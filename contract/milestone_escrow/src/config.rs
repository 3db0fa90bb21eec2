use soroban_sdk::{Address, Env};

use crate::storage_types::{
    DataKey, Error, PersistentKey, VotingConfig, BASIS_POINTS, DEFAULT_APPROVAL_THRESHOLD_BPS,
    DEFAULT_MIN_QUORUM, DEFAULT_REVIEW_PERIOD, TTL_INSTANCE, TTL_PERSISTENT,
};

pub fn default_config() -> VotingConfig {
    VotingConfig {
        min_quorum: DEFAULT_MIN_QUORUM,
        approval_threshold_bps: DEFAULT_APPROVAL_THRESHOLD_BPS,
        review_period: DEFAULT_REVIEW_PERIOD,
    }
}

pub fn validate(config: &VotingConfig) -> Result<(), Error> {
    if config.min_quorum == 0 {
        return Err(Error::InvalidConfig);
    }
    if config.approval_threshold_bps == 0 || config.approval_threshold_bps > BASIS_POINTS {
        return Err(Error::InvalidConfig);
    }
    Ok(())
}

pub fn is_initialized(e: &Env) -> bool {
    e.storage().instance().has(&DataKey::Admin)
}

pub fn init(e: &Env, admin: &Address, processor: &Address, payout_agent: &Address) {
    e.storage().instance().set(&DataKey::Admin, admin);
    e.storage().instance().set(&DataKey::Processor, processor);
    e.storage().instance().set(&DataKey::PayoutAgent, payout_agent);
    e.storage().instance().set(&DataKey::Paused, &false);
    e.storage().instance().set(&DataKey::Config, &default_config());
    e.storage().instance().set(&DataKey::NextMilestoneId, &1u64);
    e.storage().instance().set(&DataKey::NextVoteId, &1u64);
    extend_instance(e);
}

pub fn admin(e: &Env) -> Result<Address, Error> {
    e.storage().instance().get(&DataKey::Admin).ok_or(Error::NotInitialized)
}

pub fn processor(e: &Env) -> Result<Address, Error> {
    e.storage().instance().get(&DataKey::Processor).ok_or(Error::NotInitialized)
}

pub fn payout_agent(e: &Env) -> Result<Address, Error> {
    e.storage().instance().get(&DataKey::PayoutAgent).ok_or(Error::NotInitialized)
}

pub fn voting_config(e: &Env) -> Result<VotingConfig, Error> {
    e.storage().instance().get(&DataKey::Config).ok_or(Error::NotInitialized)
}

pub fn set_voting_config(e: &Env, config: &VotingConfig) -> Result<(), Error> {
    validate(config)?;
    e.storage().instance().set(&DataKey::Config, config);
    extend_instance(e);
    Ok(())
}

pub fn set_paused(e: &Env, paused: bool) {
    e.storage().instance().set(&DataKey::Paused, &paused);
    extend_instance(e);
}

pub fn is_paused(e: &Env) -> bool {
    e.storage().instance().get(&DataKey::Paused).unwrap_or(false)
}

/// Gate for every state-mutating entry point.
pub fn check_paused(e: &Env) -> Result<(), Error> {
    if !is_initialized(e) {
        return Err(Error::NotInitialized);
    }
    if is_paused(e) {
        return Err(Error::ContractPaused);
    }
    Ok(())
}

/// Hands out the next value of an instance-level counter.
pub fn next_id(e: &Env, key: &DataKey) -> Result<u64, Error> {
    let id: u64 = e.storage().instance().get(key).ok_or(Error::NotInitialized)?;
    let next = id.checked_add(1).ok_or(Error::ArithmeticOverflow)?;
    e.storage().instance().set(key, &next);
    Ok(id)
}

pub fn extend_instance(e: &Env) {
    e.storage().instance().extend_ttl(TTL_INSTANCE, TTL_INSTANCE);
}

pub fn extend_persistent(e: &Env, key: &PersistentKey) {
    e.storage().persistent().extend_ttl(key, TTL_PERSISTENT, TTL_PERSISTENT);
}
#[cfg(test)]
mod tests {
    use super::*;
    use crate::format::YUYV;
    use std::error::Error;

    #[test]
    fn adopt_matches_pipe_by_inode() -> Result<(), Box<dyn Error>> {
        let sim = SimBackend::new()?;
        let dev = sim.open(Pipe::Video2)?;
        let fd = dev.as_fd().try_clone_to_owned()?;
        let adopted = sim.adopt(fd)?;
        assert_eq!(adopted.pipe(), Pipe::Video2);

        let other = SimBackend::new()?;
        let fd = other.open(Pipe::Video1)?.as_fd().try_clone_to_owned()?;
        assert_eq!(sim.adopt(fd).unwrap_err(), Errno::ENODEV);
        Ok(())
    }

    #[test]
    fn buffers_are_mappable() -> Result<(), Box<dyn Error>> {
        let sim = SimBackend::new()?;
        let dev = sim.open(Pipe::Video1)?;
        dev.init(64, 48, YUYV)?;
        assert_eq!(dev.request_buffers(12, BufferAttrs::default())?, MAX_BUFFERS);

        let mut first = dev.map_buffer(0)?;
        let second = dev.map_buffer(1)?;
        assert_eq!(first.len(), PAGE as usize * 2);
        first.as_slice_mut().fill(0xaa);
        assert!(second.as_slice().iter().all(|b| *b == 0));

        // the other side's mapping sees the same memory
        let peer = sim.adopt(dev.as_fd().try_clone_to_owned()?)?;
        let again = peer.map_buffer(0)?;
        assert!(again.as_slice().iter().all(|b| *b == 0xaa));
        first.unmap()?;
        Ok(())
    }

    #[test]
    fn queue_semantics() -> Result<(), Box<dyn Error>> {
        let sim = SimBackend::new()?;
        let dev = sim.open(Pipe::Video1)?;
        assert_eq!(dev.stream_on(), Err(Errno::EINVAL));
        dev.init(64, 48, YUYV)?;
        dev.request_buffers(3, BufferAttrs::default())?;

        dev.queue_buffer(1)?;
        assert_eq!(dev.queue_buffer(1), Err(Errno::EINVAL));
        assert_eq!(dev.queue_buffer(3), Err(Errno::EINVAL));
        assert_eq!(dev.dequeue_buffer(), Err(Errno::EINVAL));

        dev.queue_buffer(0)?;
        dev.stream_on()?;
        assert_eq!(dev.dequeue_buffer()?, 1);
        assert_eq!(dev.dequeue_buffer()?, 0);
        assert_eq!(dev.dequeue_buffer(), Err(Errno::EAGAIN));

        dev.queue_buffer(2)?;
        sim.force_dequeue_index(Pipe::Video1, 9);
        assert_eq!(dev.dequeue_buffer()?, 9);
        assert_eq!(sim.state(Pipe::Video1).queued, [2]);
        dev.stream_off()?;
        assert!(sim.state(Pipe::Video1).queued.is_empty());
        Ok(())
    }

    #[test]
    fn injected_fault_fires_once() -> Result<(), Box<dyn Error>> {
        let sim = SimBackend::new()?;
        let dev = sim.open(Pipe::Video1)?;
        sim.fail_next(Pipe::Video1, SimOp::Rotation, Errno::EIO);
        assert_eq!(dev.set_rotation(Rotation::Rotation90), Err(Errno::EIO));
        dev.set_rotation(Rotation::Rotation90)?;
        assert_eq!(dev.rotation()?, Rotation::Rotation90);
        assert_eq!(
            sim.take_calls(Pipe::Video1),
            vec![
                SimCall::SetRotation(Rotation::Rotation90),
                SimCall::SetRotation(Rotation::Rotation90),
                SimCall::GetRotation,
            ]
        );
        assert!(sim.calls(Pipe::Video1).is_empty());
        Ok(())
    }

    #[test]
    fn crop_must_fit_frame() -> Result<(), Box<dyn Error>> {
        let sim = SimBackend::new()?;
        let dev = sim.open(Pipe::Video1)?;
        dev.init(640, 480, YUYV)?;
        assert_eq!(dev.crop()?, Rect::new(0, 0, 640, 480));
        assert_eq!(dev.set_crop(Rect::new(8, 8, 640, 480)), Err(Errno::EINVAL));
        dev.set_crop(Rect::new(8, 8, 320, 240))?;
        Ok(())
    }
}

PROBLEM DESCRIPTION
Output the material again, line for line.

TASK SOLUTION
filename contract/milestone_escrow/src/config.rs
repository 3db0fa90bb21eec2
use soroban_sdk::{Address, Env};

use crate::storage_types::{
    DataKey, Error, PersistentKey, VotingConfig, BASIS_POINTS, DEFAULT_APPROVAL_THRESHOLD_BPS,
    DEFAULT_MIN_QUORUM, DEFAULT_REVIEW_PERIOD, TTL_INSTANCE, TTL_PERSISTENT,
};

pub fn default_config() -> VotingConfig {
    VotingConfig {
        min_quorum: DEFAULT_MIN_QUORUM,
        approval_threshold_bps: DEFAULT_APPROVAL_THRESHOLD_BPS,
        review_period: DEFAULT_REVIEW_PERIOD,
    }
}

pub fn validate(config: &VotingConfig) -> Result<(), Error> {
    if config.min_quorum == 0 {
        return Err(Error::InvalidConfig);
    }
    if config.approval_threshold_bps == 0 || config.approval_threshold_bps > BASIS_POINTS {
        return Err(Error::InvalidConfig);
    }
    Ok(())
}

pub fn is_initialized(e: &Env) -> bool {
    e.storage().instance().has(&DataKey::Admin)
}

pub fn init(e: &Env, admin: &Address, processor: &Address, payout_agent: &Address) {
    e.storage().instance().set(&DataKey::Admin, admin);
    e.storage().instance().set(&DataKey::Processor, processor);
    e.storage().instance().set(&DataKey::PayoutAgent, payout_agent);
    e.storage().instance().set(&DataKey::Paused, &false);
    e.storage().instance().set(&DataKey::Config, &default_config());
    e.storage().instance().set(&DataKey::NextMilestoneId, &1u64);
    e.storage().instance().set(&DataKey::NextVoteId, &1u64);
    extend_instance(e);
}

pub fn admin(e: &Env) -> Result<Address, Error> {
    e.storage().instance().get(&DataKey::Admin).ok_or(Error::NotInitialized)
}

pub fn processor(e: &Env) -> Result<Address, Error> {
    e.storage().instance().get(&DataKey::Processor).ok_or(Error::NotInitialized)
}

pub fn payout_agent(e: &Env) -> Result<Address, Error> {
    e.storage().instance().get(&DataKey::PayoutAgent).ok_or(Error::NotInitialized)
}

pub fn voting_config(e: &Env) -> Result<VotingConfig, Error> {
    e.storage().instance().get(&DataKey::Config).ok_or(Error::NotInitialized)
}

pub fn set_voting_config(e: &Env, config: &VotingConfig) -> Result<(), Error> {
    validate(config)?;
    e.storage().instance().set(&DataKey::Config, config);
    extend_instance(e);
    Ok(())
}

pub fn set_paused(e: &Env, paused: bool) {
    e.storage().instance().set(&DataKey::Paused, &paused);
    extend_instance(e);
}

pub fn is_paused(e: &Env) -> bool {
    e.storage().instance().get(&DataKey::Paused).unwrap_or(false)
}

/// Gate for every state-mutating entry point.
pub fn check_paused(e: &Env) -> Result<(), Error> {
    if !is_initialized(e) {
        return Err(Error::NotInitialized);
    }
    if is_paused(e) {
        return Err(Error::ContractPaused);
    }
    Ok(())
}

/// Hands out the next value of an instance-level counter.
pub fn next_id(e: &Env, key: &DataKey) -> Result<u64, Error> {
    let id: u64 = e.storage().instance().get(key).ok_or(Error::NotInitialized)?;
    let next = id.checked_add(1).ok_or(Error::ArithmeticOverflow)?;
    e.storage().instance().set(key, &next);
    Ok(id)
}

pub fn extend_instance(e: &Env) {
    e.storage().instance().extend_ttl(TTL_INSTANCE, TTL_INSTANCE);
}

pub fn extend_persistent(e: &Env, key: &PersistentKey) {
    e.storage().persistent().extend_ttl(key, TTL_PERSISTENT, TTL_PERSISTENT);
}
#[cfg(test)]
mod tests {
    use super::*;
    use crate::format::YUYV;
    use std::error::Error;

    #[test]
    fn adopt_matches_pipe_by_inode() -> Result<(), Box<dyn Error>> {
        let sim = SimBackend::new()?;
        let dev = sim.open(Pipe::Video2)?;
        let fd = dev.as_fd().try_clone_to_owned()?;
        let adopted = sim.adopt(fd)?;
        assert_eq!(adopted.pipe(), Pipe::Video2);

        let other = SimBackend::new()?;
        let fd = other.open(Pipe::Video1)?.as_fd().try_clone_to_owned()?;
        assert_eq!(sim.adopt(fd).unwrap_err(), Errno::ENODEV);
        Ok(())
    }

    #[test]
    fn buffers_are_mappable() -> Result<(), Box<dyn Error>> {
        let sim = SimBackend::new()?;
        let dev = sim.open(Pipe::Video1)?;
        dev.init(64, 48, YUYV)?;
        assert_eq!(dev.request_buffers(12, BufferAttrs::default())?, MAX_BUFFERS);

        let mut first = dev.map_buffer(0)?;
        let second = dev.map_buffer(1)?;
        assert_eq!(first.len(), PAGE as usize * 2);
        first.as_slice_mut().fill(0xaa);
        assert!(second.as_slice().iter().all(|b| *b == 0));

        // the other side's mapping sees the same memory
        let peer = sim.adopt(dev.as_fd().try_clone_to_owned()?)?;
        let again = peer.map_buffer(0)?;
        assert!(again.as_slice().iter().all(|b| *b == 0xaa));
        first.unmap()?;
        Ok(())
    }

    #[test]
    fn queue_semantics() -> Result<(), Box<dyn Error>> {
        let sim = SimBackend::new()?;
        let dev = sim.open(Pipe::Video1)?;
        assert_eq!(dev.stream_on(), Err(Errno::EINVAL));
        dev.init(64, 48, YUYV)?;
        dev.request_buffers(3, BufferAttrs::default())?;

        dev.queue_buffer(1)?;
        assert_eq!(dev.queue_buffer(1), Err(Errno::EINVAL));
        assert_eq!(dev.queue_buffer(3), Err(Errno::EINVAL));
        assert_eq!(dev.dequeue_buffer(), Err(Errno::EINVAL));

        dev.queue_buffer(0)?;
        dev.stream_on()?;
        assert_eq!(dev.dequeue_buffer()?, 1);
        assert_eq!(dev.dequeue_buffer()?, 0);
        assert_eq!(dev.dequeue_buffer(), Err(Errno::EAGAIN));

        dev.queue_buffer(2)?;
        sim.force_dequeue_index(Pipe::Video1, 9);
        assert_eq!(dev.dequeue_buffer()?, 9);
        assert_eq!(sim.state(Pipe::Video1).queued, [2]);
        dev.stream_off()?;
        assert!(sim.state(Pipe::Video1).queued.is_empty());
        Ok(())
    }

    #[test]
    fn injected_fault_fires_once() -> Result<(), Box<dyn Error>> {
        let sim = SimBackend::new()?;
        let dev = sim.open(Pipe::Video1)?;
        sim.fail_next(Pipe::Video1, SimOp::Rotation, Errno::EIO);
        assert_eq!(dev.set_rotation(Rotation::Rotation90), Err(Errno::EIO));
        dev.set_rotation(Rotation::Rotation90)?;
        assert_eq!(dev.rotation()?, Rotation::Rotation90);
        assert_eq!(
            sim.take_calls(Pipe::Video1),
            vec![
                SimCall::SetRotation(Rotation::Rotation90),
                SimCall::SetRotation(Rotation::Rotation90),
                SimCall::GetRotation,
            ]
        );
        assert!(sim.calls(Pipe::Video1).is_empty());
        Ok(())
    }

    #[test]
    fn crop_must_fit_frame() -> Result<(), Box<dyn Error>> {
        let sim = SimBackend::new()?;
        let dev = sim.open(Pipe::Video1)?;
        dev.init(640, 480, YUYV)?;
        assert_eq!(dev.crop()?, Rect::new(0, 0, 640, 480));
        assert_eq!(dev.set_crop(Rect::new(8, 8, 640, 480)), Err(Errno::EINVAL));
        dev.set_crop(Rect::new(8, 8, 320, 240))?;
        Ok(())
    }
}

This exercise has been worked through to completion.